Então eles pensavam que iriam sair de fininho e encontrar uma garota normal de verdade para assustar?
Eu sentia como se o meu coração fosse explodir para fora do meu peito.
– Não, hoje vocês não vão! – eu atirei minha raiva neles. Ela era uma bola incandescente de luz azul.
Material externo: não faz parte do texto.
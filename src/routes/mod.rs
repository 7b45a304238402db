pub mod auth;
pub mod sport_types;
pub mod trainings;

use axum::{routing::get, Json, Router};
use serde_json::{json, Value};
use sqlx::sqlite::{SqliteConnectOptions, SqlitePoolOptions};
use std::{error::Error, str::FromStr};
use tower_http::trace::TraceLayer;
use tracing::{info, Level};
use tracing_subscriber::{filter, layer::SubscriberExt, util::SubscriberInitExt, Registry};

pub use auth::auth_routes;
pub use sport_types::sport_type_routes;
pub use trainings::training_routes;

use crate::utils::{config::Config, state::AppState};

pub static MIGRATOR: sqlx::migrate::Migrator = sqlx::migrate!();

pub async fn make_app() -> Result<Router, Box<dyn Error>> {
    let log_level = std::env::var("LOG_LEVEL")
        .unwrap_or_else(|_| "info".to_string())
        .to_lowercase();

    let level = match log_level.as_str() {
        "error" => Level::ERROR,
        "warn" => Level::WARN,
        "info" => Level::INFO,
        "debug" => Level::DEBUG,
        "trace" => Level::TRACE,
        _ => Level::INFO,
    };

    let filter = filter::Targets::new()
        .with_target("tower_http::trace::on_response", Level::TRACE)
        .with_target("tower_http::trace::on_request", Level::TRACE)
        .with_target("tower_http::trace::make_span", Level::DEBUG)
        .with_target("axum::rejection", Level::TRACE)
        .with_target(env!("CARGO_PKG_NAME"), level)
        .with_default(Level::INFO);

    let tracing_layer = tracing_subscriber::fmt::layer();

    Registry::default().with(tracing_layer).with(filter).init();

    info!("Initializing application...");
    let config = Config::init();

    info!("Configuration loaded successfully");
    // foreign_keys is per-connection in SQLite and backs the catalog's
    // cascade delete.
    let connect_options = SqliteConnectOptions::from_str(&config.database_url)?
        .create_if_missing(true)
        .foreign_keys(true);
    let db_pool = SqlitePoolOptions::new()
        .max_connections(5)
        .acquire_timeout(std::time::Duration::from_secs(10))
        .connect_with(connect_options)
        .await?;

    info!("Database connection pool created successfully");
    MIGRATOR.run(&db_pool).await?;
    info!("Migrations applied successfully");

    let state = AppState {
        db: db_pool,
        config,
    };

    Ok(build_router(state))
}

/// Router assembly, separated from environment setup so tests can inject
/// their own pool and config.
pub fn build_router(state: AppState) -> Router {
    Router::new()
        .route("/", get(root))
        .nest("/auth", auth_routes())
        .nest("/sport-types", sport_type_routes(state.clone()))
        .nest("/trainings", training_routes(state.clone()))
        .layer(TraceLayer::new_for_http())
        .with_state(state)
}

async fn root() -> Json<Value> {
    Json(json!({"message": "Training log API"}))
}
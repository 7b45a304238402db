use serde::{Deserialize, Serialize};
use sqlx::prelude::FromRow;

#[derive(FromRow, Deserialize, Serialize, Clone, Debug)]
pub struct User {
    pub id: i64,
    pub email: String,
    #[serde(skip_serializing_if = "Option::is_none")]
    pub username: Option<String>,
    #[serde(skip_serializing)]
    pub password_hash: String,
    pub created_at: String,
}

#[derive(Deserialize, Clone, Debug)]
pub struct RegisterUser {
    pub email: String,
    pub password: String,
    #[serde(default)]
    pub username: Option<String>,
}

#[derive(Deserialize, Clone, Debug)]
pub struct LoginUser {
    pub email: String,
    pub password: String,
}
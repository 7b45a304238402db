pub mod auth;
pub mod middleware;
pub mod sport_types;
pub mod trainings;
Ela se chocou contra os dois homens, levantando-os do chão
e arremessando-os contra a parede de pedra do cume.
Eu estava ofegante e me sentindo bem com o que tinha acabado de fazer. Eles iam pensar duas vezes antes de mexer com outra garota! Idiotas!
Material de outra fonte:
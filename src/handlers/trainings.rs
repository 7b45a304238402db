use axum::{
    extract::{Path, State},
    Extension, Json,
};
use chrono::Utc;
use http::StatusCode;

use crate::{
    models::{
        error::Error,
        jwt::CurrentUser,
        training::{validate_interval, NewTraining, Training, TrainingDetails, UpdateTraining},
    },
    utils::state::AppState,
};

const DETAILS_SELECT: &str = "SELECT t.id, t.start_time, t.end_time, t.sport_type_id, \
     s.name AS sport_type_name, t.user_id, u.email AS user_email, t.comment \
     FROM trainings t \
     JOIN sport_types s ON s.id = t.sport_type_id \
     LEFT JOIN users u ON u.id = t.user_id";

pub async fn list_trainings(
    State(state): State<AppState>,
    Extension(user): Extension<CurrentUser>,
) -> Result<Json<Vec<TrainingDetails>>, Error> {
    let query = format!("{DETAILS_SELECT} WHERE t.user_id = ?");
    let rows = sqlx::query_as::<_, TrainingDetails>(&query)
        .bind(user.id)
        .fetch_all(&state.db)
        .await?;
    Ok(Json(rows))
}

pub async fn get_training(
    State(state): State<AppState>,
    Extension(user): Extension<CurrentUser>,
    Path(id): Path<i64>,
) -> Result<Json<TrainingDetails>, Error> {
    // Non-owned rows report not-found rather than forbidden so session ids
    // are not disclosed.
    let query = format!("{DETAILS_SELECT} WHERE t.id = ? AND t.user_id = ?");
    let row = sqlx::query_as::<_, TrainingDetails>(&query)
        .bind(id)
        .bind(user.id)
        .fetch_optional(&state.db)
        .await?
        .ok_or_else(Error::not_found)?;
    Ok(Json(row))
}

pub async fn create_training(
    State(state): State<AppState>,
    Extension(user): Extension<CurrentUser>,
    Json(mut payload): Json<NewTraining>,
) -> Result<(StatusCode, Json<Training>), Error> {
    // Ownership is assigned server-side; the client-supplied value is
    // never trusted.
    payload.user_id = Some(user.id);

    let errors = validate_interval(payload.start_time, payload.end_time, Utc::now());
    if !errors.is_empty() {
        return Err(Error::validation(errors));
    }

    let row = sqlx::query_as::<_, Training>(
        "INSERT INTO trainings (start_time, end_time, sport_type_id, user_id, comment) \
         VALUES (?, ?, ?, ?, ?) \
         RETURNING id, start_time, end_time, sport_type_id, user_id, comment",
    )
    .bind(payload.start_time)
    .bind(payload.end_time)
    .bind(payload.sport_type_id)
    .bind(payload.user_id)
    .bind(&payload.comment)
    .fetch_one(&state.db)
    .await?;

    Ok((StatusCode::CREATED, Json(row)))
}

pub async fn update_training(
    State(state): State<AppState>,
    Extension(user): Extension<CurrentUser>,
    Path(id): Path<i64>,
    Json(payload): Json<UpdateTraining>,
) -> Result<Json<Training>, Error> {
    if id != payload.id {
        return Err(Error::not_found());
    }

    let errors = validate_interval(payload.start_time, payload.end_time, Utc::now());
    if !errors.is_empty() {
        return Err(Error::validation(errors));
    }

    let result = sqlx::query(
        "UPDATE trainings SET start_time = ?, end_time = ?, sport_type_id = ?, comment = ? \
         WHERE id = ? AND user_id = ?",
    )
    .bind(payload.start_time)
    .bind(payload.end_time)
    .bind(payload.sport_type_id)
    .bind(&payload.comment)
    .bind(id)
    .bind(user.id)
    .execute(&state.db)
    .await?;

    if result.rows_affected() == 0 {
        let exists = sqlx::query_scalar::<_, i64>(
            "SELECT count(*) FROM trainings WHERE id = ? AND user_id = ?",
        )
        .bind(id)
        .bind(user.id)
        .fetch_one(&state.db)
        .await?;
        if exists == 0 {
            return Err(Error::not_found());
        }
        return Err(Error::new(
            StatusCode::INTERNAL_SERVER_ERROR,
            "concurrent update conflict",
        ));
    }

    Ok(Json(Training {
        id,
        start_time: payload.start_time,
        end_time: payload.end_time,
        sport_type_id: payload.sport_type_id,
        user_id: Some(user.id),
        comment: payload.comment,
    }))
}

pub async fn delete_training(
    State(state): State<AppState>,
    Extension(user): Extension<CurrentUser>,
    Path(id): Path<i64>,
) -> Result<StatusCode, Error> {
    // Idempotent; only the owner's row can match.
    sqlx::query("DELETE FROM trainings WHERE id = ? AND user_id = ?")
        .bind(id)
        .bind(user.id)
        .execute(&state.db)
        .await?;
    Ok(StatusCode::NO_CONTENT)
}
use serde::{Deserialize, Serialize};

#[derive(Clone, Debug, Serialize, Deserialize)]
pub struct Claims {
    /// User id, stringified.
    pub sub: String,
    pub email: String,
    pub iat: usize,
    pub exp: usize,
}

/// The authenticated identity, inserted into request extensions by the auth
/// middleware and threaded into handlers as an explicit argument.
#[derive(Clone, Debug)]
pub struct CurrentUser {
    pub id: i64,
    pub email: String,
}
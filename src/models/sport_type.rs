use serde::{Deserialize, Serialize};
use sqlx::prelude::FromRow;

use crate::models::error::FieldError;

/// The schema CHECK on `sport_types.name` uses the same bound.
pub const MAX_NAME_LEN: usize = 50;

#[derive(FromRow, Debug, Clone, Serialize, Deserialize)]
pub struct SportType {
    pub id: i64,
    pub name: String,
}

#[derive(Debug, Clone, Deserialize)]
pub struct NewSportType {
    pub name: String,
}

/// Validates a sport type name independently of any request context.
pub fn validate_name(name: &str) -> Vec<FieldError> {
    let mut errors = Vec::new();
    if name.is_empty() {
        errors.push(FieldError::new("name", "name is required"));
    }
    if name.chars().count() > MAX_NAME_LEN {
        errors.push(FieldError::new(
            "name",
            "the name cannot exceed 50 characters",
        ));
    }
    errors
}

#[cfg(test)]
mod tests {
    use super::*;

    #[test]
    fn accepts_names_up_to_the_maximum() {
        assert!(validate_name("Football").is_empty());
        assert!(validate_name(&"x".repeat(MAX_NAME_LEN)).is_empty());
    }

    #[test]
    fn rejects_empty_name() {
        let errors = validate_name("");
        assert_eq!(errors.len(), 1);
        assert_eq!(errors[0].field, "name");
    }

    #[test]
    fn rejects_name_over_the_maximum() {
        let errors = validate_name(&"x".repeat(MAX_NAME_LEN + 1));
        assert_eq!(errors.len(), 1);
        assert!(errors[0].message.contains("50"));
    }
}
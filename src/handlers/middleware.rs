use axum::{
    extract::{Request, State},
    middleware::Next,
    response::IntoResponse,
};
use http::{header, StatusCode};
use jsonwebtoken::{decode, DecodingKey, Validation};

use crate::{
    models::{
        error::Error,
        jwt::{Claims, CurrentUser},
    },
    utils::state::AppState,
};

pub async fn auth_middleware(
    State(state): State<AppState>,
    mut req: Request,
    next: Next,
) -> Result<impl IntoResponse, Error> {
    let token = req
        .headers()
        .get(header::AUTHORIZATION)
        .and_then(|h| h.to_str().ok())
        .and_then(|h| h.strip_prefix("Bearer "))
        .ok_or((StatusCode::UNAUTHORIZED, "Missing Bearer token"))?;

    let decoding_key = DecodingKey::from_secret(state.config.jwt_secret.as_bytes());

    let decoded = decode::<Claims>(token, &decoding_key, &Validation::default()).map_err(|e| {
        Error::new(
            StatusCode::UNAUTHORIZED,
            &format!("Token validation failed: {}", e),
        )
    })?;

    let user_id = decoded
        .claims
        .sub
        .parse::<i64>()
        .map_err(|_| Error::new(StatusCode::UNAUTHORIZED, "Malformed subject claim"))?;

    req.extensions_mut().insert(CurrentUser {
        id: user_id,
        email: decoded.claims.email,
    });

    Ok(next.run(req).await)
}
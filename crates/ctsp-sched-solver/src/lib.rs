// Copyright (c) 2025 Felix Kahle.
//
// Permission is hereby granted, free of charge, to any person obtaining
// a copy of this software and associated documentation files (the
// "Software"), to deal in the Software without restriction, including
// without limitation the rights to use, copy, modify, merge, publish,
// distribute, sublicense, and/or sell copies of the Software, and to
// permit persons to whom the Software is furnished to do so, subject to
// the following conditions:
//
// The above copyright notice and this permission notice shall be
// included in all copies or substantial portions of the Software.
//
// THE SOFTWARE IS PROVIDED "AS IS", WITHOUT WARRANTY OF ANY KIND,
// EXPRESS OR IMPLIED, INCLUDING BUT NOT LIMITED TO THE WARRANTIES OF
// MERCHANTABILITY, FITNESS FOR A PARTICULAR PURPOSE AND
// NONINFRINGEMENT. IN NO EVENT SHALL THE AUTHORS OR COPYRIGHT HOLDERS BE
// LIABLE FOR ANY CLAIM, DAMAGES OR OTHER LIABILITY, WHETHER IN AN ACTION
// OF CONTRACT, TORT OR OTHERWISE, ARISING FROM, OUT OF OR IN CONNECTION
// WITH THE SOFTWARE OR THE USE OR OTHER DEALINGS IN THE SOFTWARE.

pub mod check;
pub mod lp;
pub mod sched;
pub mod support;

pub mod prelude {
    pub use crate::check::{
        checker::{CheckOutcome, SyncChecker},
        model::{PrimalModel, Variant},
    };
    pub use crate::lp::{
        backend::{CheckerSolver, LpSolution},
        desc::{ModelDescription, ObjSense, RowSense},
        err::SolverError,
    };
    pub use crate::sched::{
        err::SchedulingError,
        output::{RouteSchedule, ScheduleDocument, Task},
        scheduler::{ScheduleOutcome, Scheduler},
    };
    pub use crate::support::{infeasible::InfeasibilityReport, path_finder::PathFinder};
}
Um trovão retumbou acima de mim e um raio atingiu o centro do parque, fazendo os pelos do meu braço se arrepiarem. Foi então que eu percebi que estava segurando
a pedra da vidência.
Eu pisquei surpresa e balancei a cabeça. Espere aí, o que tinha acabado de acontecer?
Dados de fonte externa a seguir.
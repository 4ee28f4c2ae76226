// Copyright (c) 2025 Felix Kahle.
//
// Permission is hereby granted, free of charge, to any person obtaining
// a copy of this software and associated documentation files (the
// "Software"), to deal in the Software without restriction, including
// without limitation the rights to use, copy, modify, merge, publish,
// distribute, sublicense, and/or sell copies of the Software, and to
// permit persons to whom the Software is furnished to do so, subject to
// the following conditions:
//
// The above copyright notice and this permission notice shall be
// included in all copies or substantial portions of the Software.
//
// THE SOFTWARE IS PROVIDED "AS IS", WITHOUT WARRANTY OF ANY KIND,
// EXPRESS OR IMPLIED, INCLUDING BUT NOT LIMITED TO THE WARRANTIES OF
// MERCHANTABILITY, FITNESS FOR A PARTICULAR PURPOSE AND
// NONINFRINGEMENT. IN NO EVENT SHALL THE AUTHORS OR COPYRIGHT HOLDERS BE
// LIABLE FOR ANY CLAIM, DAMAGES OR OTHER LIABILITY, WHETHER IN AN ACTION
// OF CONTRACT, TORT OR OTHERWISE, ARISING FROM, OUT OF OR IN CONNECTION
// WITH THE SOFTWARE OR THE USE OR OTHER DEALINGS IN THE SOFTWARE.

use num_traits::Zero;

/// Dense row-major matrix over copyable values.
///
/// Backs the distance tables, arc-time tables and pair-index maps of the
/// model layer. Indices are 0-based.
#[derive(Debug, Clone, PartialEq)]
pub struct Matrix<T> {
    rows: usize,
    cols: usize,
    data: Vec<T>,
}

impl<T: Copy> Matrix<T> {
    #[inline]
    pub fn new(rows: usize, cols: usize, fill: T) -> Self {
        Self {
            rows,
            cols,
            data: vec![fill; rows * cols],
        }
    }

    #[inline]
    pub fn zeros(rows: usize, cols: usize) -> Self
    where
        T: Zero,
    {
        Self::new(rows, cols, T::zero())
    }

    #[inline]
    pub fn rows(&self) -> usize {
        self.rows
    }

    #[inline]
    pub fn cols(&self) -> usize {
        self.cols
    }

    #[inline]
    pub fn at(&self, row: usize, col: usize) -> T {
        debug_assert!(row < self.rows && col < self.cols);
        self.data[row * self.cols + col]
    }

    #[inline]
    pub fn set(&mut self, row: usize, col: usize, value: T) {
        debug_assert!(row < self.rows && col < self.cols);
        self.data[row * self.cols + col] = value;
    }

    #[inline]
    pub fn fill(&mut self, value: T) {
        self.data.fill(value);
    }

    pub fn transpose(&self) -> Self {
        let mut out = Self {
            rows: self.cols,
            cols: self.rows,
            data: self.data.clone(),
        };
        for i in 0..self.rows {
            for j in 0..self.cols {
                out.data[j * self.rows + i] = self.data[i * self.cols + j];
            }
        }
        out
    }

    /// Row slice, useful for iterating a full row without index math.
    #[inline]
    pub fn row(&self, row: usize) -> &[T] {
        debug_assert!(row < self.rows);
        &self.data[row * self.cols..(row + 1) * self.cols]
    }
}

impl<T> std::ops::Index<(usize, usize)> for Matrix<T> {
    type Output = T;

    #[inline]
    fn index(&self, (row, col): (usize, usize)) -> &T {
        &self.data[row * self.cols + col]
    }
}

impl<T> std::ops::IndexMut<(usize, usize)> for Matrix<T> {
    #[inline]
    fn index_mut(&mut self, (row, col): (usize, usize)) -> &mut T {
        &mut self.data[row * self.cols + col]
    }
}

#[cfg(test)]
mod tests {
    use super::*;

    #[test]
    fn new_fills_every_cell() {
        let m = Matrix::new(2, 3, 7i64);
        for i in 0..2 {
            for j in 0..3 {
                assert_eq!(m.at(i, j), 7);
            }
        }
    }

    #[test]
    fn set_and_get_round_trip() {
        let mut m = Matrix::zeros(3, 3);
        m.set(1, 2, 42.0);
        assert_eq!(m.at(1, 2), 42.0);
        assert_eq!(m.at(2, 1), 0.0);
    }

    #[test]
    fn transpose_swaps_axes() {
        let mut m = Matrix::zeros(2, 3);
        m.set(0, 1, 1.0);
        m.set(1, 2, 2.0);
        let t = m.transpose();
        assert_eq!(t.rows(), 3);
        assert_eq!(t.cols(), 2);
        assert_eq!(t.at(1, 0), 1.0);
        assert_eq!(t.at(2, 1), 2.0);
    }

    #[test]
    fn row_slice_matches_cells() {
        let mut m = Matrix::zeros(2, 2);
        m.set(1, 0, 3.0);
        m.set(1, 1, 4.0);
        assert_eq!(m.row(1), &[3.0, 4.0]);
    }
}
Eu olhei para os dois homens. Eles ainda estavam lá, deitados na sombra do cume rochoso. Eles não estavam gritando comigo nem se recompondo e levantando, nem mesmo
saindo correndo porque eu os tinha deixado apavorados.
Eles não estavam se mexendo.
Caramba! Eu tinha usado magia antiga para atacar aqueles homens. Tinha sido a mesma coisa quando derrubei Shaylin. Eu havia feito isso automaticamente, depois que
a minha raiva queimando se tornou insuportável. Mas aquela queimação não era a minha raiva, era a pedra da vidência esquentando, penetrando o meu corpo, alimentando-se
das minhas emoções e então atacando.
Soltei a pedra e olhei para a palma da minha mão. Uma queimadura com a forma de um círculo perfeito tinha ficado ali.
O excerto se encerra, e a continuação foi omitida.